### Your instructions
Wherever the string "lines" appears in the records, return the line that holds it.

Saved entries
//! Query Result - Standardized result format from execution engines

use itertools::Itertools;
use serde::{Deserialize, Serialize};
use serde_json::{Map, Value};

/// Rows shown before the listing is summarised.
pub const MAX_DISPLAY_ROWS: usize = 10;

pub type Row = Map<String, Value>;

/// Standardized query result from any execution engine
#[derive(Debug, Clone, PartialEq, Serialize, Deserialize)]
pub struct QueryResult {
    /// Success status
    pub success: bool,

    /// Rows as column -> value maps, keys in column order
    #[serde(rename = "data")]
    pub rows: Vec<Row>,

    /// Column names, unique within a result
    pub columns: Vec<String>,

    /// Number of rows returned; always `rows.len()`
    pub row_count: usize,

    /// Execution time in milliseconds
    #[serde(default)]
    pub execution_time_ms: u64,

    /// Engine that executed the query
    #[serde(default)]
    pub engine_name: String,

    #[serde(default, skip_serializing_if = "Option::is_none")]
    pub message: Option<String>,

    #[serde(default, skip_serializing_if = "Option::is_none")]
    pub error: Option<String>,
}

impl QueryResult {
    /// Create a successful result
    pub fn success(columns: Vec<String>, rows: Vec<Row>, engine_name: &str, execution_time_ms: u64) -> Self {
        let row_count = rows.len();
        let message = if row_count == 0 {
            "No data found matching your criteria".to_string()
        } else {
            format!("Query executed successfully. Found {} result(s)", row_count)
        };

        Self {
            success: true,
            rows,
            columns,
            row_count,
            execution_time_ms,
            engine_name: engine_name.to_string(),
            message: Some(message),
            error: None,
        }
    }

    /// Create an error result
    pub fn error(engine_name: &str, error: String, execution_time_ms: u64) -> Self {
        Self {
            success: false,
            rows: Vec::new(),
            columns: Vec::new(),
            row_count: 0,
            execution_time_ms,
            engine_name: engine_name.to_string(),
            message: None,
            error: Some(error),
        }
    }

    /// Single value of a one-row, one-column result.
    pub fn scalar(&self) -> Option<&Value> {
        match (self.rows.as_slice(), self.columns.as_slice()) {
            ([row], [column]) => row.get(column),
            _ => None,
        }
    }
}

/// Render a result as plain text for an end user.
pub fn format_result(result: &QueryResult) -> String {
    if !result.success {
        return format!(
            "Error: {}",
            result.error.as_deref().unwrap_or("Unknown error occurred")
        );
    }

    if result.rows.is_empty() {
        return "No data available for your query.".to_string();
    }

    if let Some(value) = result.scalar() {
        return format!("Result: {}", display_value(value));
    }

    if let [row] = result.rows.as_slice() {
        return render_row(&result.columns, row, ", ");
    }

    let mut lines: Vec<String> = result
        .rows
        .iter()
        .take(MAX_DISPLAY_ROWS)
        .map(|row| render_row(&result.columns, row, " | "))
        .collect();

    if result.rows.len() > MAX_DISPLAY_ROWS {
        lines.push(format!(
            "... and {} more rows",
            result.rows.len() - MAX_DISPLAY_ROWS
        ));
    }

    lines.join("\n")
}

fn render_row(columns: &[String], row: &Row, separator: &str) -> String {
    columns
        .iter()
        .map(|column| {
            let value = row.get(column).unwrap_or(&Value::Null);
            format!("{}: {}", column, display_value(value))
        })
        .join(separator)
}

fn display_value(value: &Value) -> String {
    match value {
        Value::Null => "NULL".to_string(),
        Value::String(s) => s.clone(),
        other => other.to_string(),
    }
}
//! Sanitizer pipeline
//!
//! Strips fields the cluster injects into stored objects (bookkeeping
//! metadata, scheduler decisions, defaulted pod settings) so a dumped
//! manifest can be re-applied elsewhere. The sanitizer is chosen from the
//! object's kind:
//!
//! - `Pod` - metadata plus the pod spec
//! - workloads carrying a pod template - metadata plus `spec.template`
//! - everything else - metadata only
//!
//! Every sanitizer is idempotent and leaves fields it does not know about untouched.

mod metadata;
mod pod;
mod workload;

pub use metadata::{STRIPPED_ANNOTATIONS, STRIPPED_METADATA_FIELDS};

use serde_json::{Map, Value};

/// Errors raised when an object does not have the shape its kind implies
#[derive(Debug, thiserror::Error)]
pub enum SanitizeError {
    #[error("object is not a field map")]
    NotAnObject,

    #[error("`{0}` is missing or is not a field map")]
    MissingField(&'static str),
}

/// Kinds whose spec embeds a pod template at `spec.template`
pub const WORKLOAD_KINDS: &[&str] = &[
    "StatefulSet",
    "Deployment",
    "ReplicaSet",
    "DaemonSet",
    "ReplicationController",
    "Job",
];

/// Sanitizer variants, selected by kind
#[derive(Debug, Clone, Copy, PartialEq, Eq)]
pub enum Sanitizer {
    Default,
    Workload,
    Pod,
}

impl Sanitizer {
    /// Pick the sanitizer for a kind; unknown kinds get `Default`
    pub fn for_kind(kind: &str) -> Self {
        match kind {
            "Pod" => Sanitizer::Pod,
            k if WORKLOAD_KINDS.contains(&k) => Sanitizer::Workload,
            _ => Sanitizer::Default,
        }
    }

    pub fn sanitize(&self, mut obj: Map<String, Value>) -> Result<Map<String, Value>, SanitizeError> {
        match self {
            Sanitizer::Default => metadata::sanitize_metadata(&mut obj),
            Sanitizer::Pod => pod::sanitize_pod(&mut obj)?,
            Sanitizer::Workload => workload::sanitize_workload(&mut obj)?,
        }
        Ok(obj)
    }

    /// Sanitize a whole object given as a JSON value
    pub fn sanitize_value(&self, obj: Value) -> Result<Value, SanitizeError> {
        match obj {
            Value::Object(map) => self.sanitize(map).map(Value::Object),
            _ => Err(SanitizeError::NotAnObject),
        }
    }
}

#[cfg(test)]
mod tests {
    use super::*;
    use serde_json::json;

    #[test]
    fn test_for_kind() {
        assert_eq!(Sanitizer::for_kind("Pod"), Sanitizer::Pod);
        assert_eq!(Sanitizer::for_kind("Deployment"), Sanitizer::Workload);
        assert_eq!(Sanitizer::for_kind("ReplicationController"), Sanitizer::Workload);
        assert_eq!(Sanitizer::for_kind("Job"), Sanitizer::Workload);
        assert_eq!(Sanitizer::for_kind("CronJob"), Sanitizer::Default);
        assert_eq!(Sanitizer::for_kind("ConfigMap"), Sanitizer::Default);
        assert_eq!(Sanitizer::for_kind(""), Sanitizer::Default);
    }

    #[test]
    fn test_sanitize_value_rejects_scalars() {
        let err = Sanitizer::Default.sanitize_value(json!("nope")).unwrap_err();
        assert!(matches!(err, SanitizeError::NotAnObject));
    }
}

### Answer below
    let mut lines: Vec<String> = result
        lines.push(format!(
    lines.join("\n")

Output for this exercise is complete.